In this story, the strange is a blurred background that a reader needs to pay close attention to in order to see.
The narrator of Carmen Maria Machado’s “Inventory” creates a list of everyone she’s ever been intimate with: “One girl,” she begins. “We lay down next to each other on the musty rug in her basement.”
The physical details of each itemized encounter are rendered in sharp focus: “Round glasses, red hair;” “Six inches shorter than me;” “Blonde hair, brash voice;” “Slender, tall. So skinny I could see his pelvic bone.”
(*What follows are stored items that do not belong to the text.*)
use rand::Rng;
use serde::{Deserialize, Serialize};

use crate::insights::{analyze, select_facts_with, suggest_alternatives};
use crate::models::{AlternativeSuggestionGroup, NutritionAnalysis, NutritionReading};

/// Everything the detail view or dashboard renders for one reading.
#[derive(Debug, Clone, PartialEq, Serialize, Deserialize)]
#[serde(rename_all = "camelCase")]
pub struct MealReport {
    #[serde(default, skip_serializing_if = "Option::is_none")]
    pub label: Option<String>,
    pub reading: NutritionReading,
    pub analysis: NutritionAnalysis,
    pub alternatives: Vec<AlternativeSuggestionGroup>,
    pub facts: Vec<String>,
}

/// Run the analyzer, advisor and fact selector over one reading.
pub fn build_report(reading: &NutritionReading) -> MealReport {
    build_report_with(reading, &mut rand::thread_rng())
}

/// [`build_report`] with a caller-supplied random source for the facts.
pub fn build_report_with<R: Rng + ?Sized>(reading: &NutritionReading, rng: &mut R) -> MealReport {
    let reading = reading.sanitized();
    let analysis = analyze(&reading);
    let alternatives = suggest_alternatives(&reading, &analysis);
    let facts = select_facts_with(&reading, rng);

    MealReport {
        label: None,
        reading,
        analysis,
        alternatives,
        facts,
    }
}

impl MealReport {
    pub fn with_label(mut self, label: impl Into<String>) -> Self {
        self.label = Some(label.into());
        self
    }
}
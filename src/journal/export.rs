use std::io;
use std::path::Path;

use serde::Serialize;

use crate::error::Result;
use crate::insights::analyze;
use crate::journal::Journal;

/// One line of the per-day score export.
#[derive(Debug, Clone, Serialize)]
pub struct DailyScoreRow {
    pub date: String,
    pub meals: usize,
    pub calories: f64,
    pub protein: f64,
    pub carbs: f64,
    pub fats: f64,
    pub sugars: f64,
    pub sodium: f64,
    pub health_score: i32,
    pub health_grade: String,
    pub concerns: String,
}

/// Score every day in the journal, oldest first.
pub fn daily_score_rows(journal: &Journal) -> Vec<DailyScoreRow> {
    journal
        .dates()
        .into_iter()
        .map(|date| {
            let totals = journal.daily_totals(date);
            let analysis = analyze(&totals);
            let concerns: Vec<&str> = analysis.concerns.iter().map(|c| c.label()).collect();

            DailyScoreRow {
                date: date.to_string(),
                meals: journal.entries_on(date).len(),
                calories: totals.calories,
                protein: totals.protein,
                carbs: totals.carbs,
                fats: totals.fats,
                sugars: totals.sugars,
                sodium: totals.sodium,
                health_score: analysis.health_score,
                health_grade: analysis.health_grade.to_string(),
                concerns: concerns.join("; "),
            }
        })
        .collect()
}

/// Write per-day scores as CSV to any writer.
pub fn write_daily_scores<W: io::Write>(journal: &Journal, writer: W) -> Result<usize> {
    let rows = daily_score_rows(journal);
    let mut wtr = csv::Writer::from_writer(writer);
    for row in &rows {
        wtr.serialize(row)?;
    }
    wtr.flush()?;
    Ok(rows.len())
}

/// Write per-day scores to a CSV file; returns the number of rows.
pub fn write_daily_scores_csv(journal: &Journal, path: &Path) -> Result<usize> {
    let file = std::fs::File::create(path)?;
    write_daily_scores(journal, file)
}

#[cfg(test)]
mod tests {
    use super::*;
    use crate::models::MealEntry;

    #[test]
    fn test_csv_output() {
        let journal = Journal::new(vec![
            MealEntry {
                date: "2025-03-01".to_string(),
                food_name: "Ramen".to_string(),
                calories: 650.0,
                protein: 20.0,
                sodium: 1800.0,
                ..Default::default()
            },
            MealEntry {
                date: "2025-03-02".to_string(),
                food_name: "Salad".to_string(),
                calories: 250.0,
                protein: 8.0,
                sodium: 90.0,
                ..Default::default()
            },
        ]);

        let mut buf = Vec::new();
        let rows = write_daily_scores(&journal, &mut buf).unwrap();
        let text = String::from_utf8(buf).unwrap();
        let lines: Vec<&str> = text.lines().collect();

        assert_eq!(rows, 2);
        assert_eq!(
            lines[0],
            "date,meals,calories,protein,carbs,fats,sugars,sodium,health_score,health_grade,concerns"
        );
        assert!(lines[1].starts_with("2025-03-01,1,650.0,"));
        assert!(lines[1].ends_with(",70,C,High Sodium; Very High Calories"));
        assert!(lines[2].ends_with(",100,A,"));
    }
}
A reader must turn their eye away from these bodies to see what else is happening. Where is the narrator in the present moment that she is recounting this list? In rare, short asides, the narrator mentions a few details: that she misses the smell of fabric softener, that she will probably never get to see the movie Jurassic Park. Through these and other details, it slowly becomes evident that a pandemic virus, spread through human contact, is ripping across the nation.
With this context, the inventory of intimacy takes on a powerful weight. Machado’s structure foregrounds common elements of our conventional reality—the experience of having a body, of intimacy and relationships, and, when they end, of being left with only one’s memory of those intimacies and relationships.
But by placing these aspects before their apocalyptic backdrop, Machado is able to speak to a broader and much stranger aspect of our very real world. She reminds us how the normal parts of life can—and so often do—keep going right up until they hit against a nightmare that has been unfolding in the background all along.
Structure #2: Kelly Link’s “Lull”
This second diagram depicts Kelly Link’s “Lull,” an intricate, Russian doll of a story.
“Lull” is a difficult story to summarize. There are four nested narratives within it. One is told by a phone sex operator and features a cheerleader at a high school party with the devil. In the world of that story, time moves backward. Another is told by the cheerleader.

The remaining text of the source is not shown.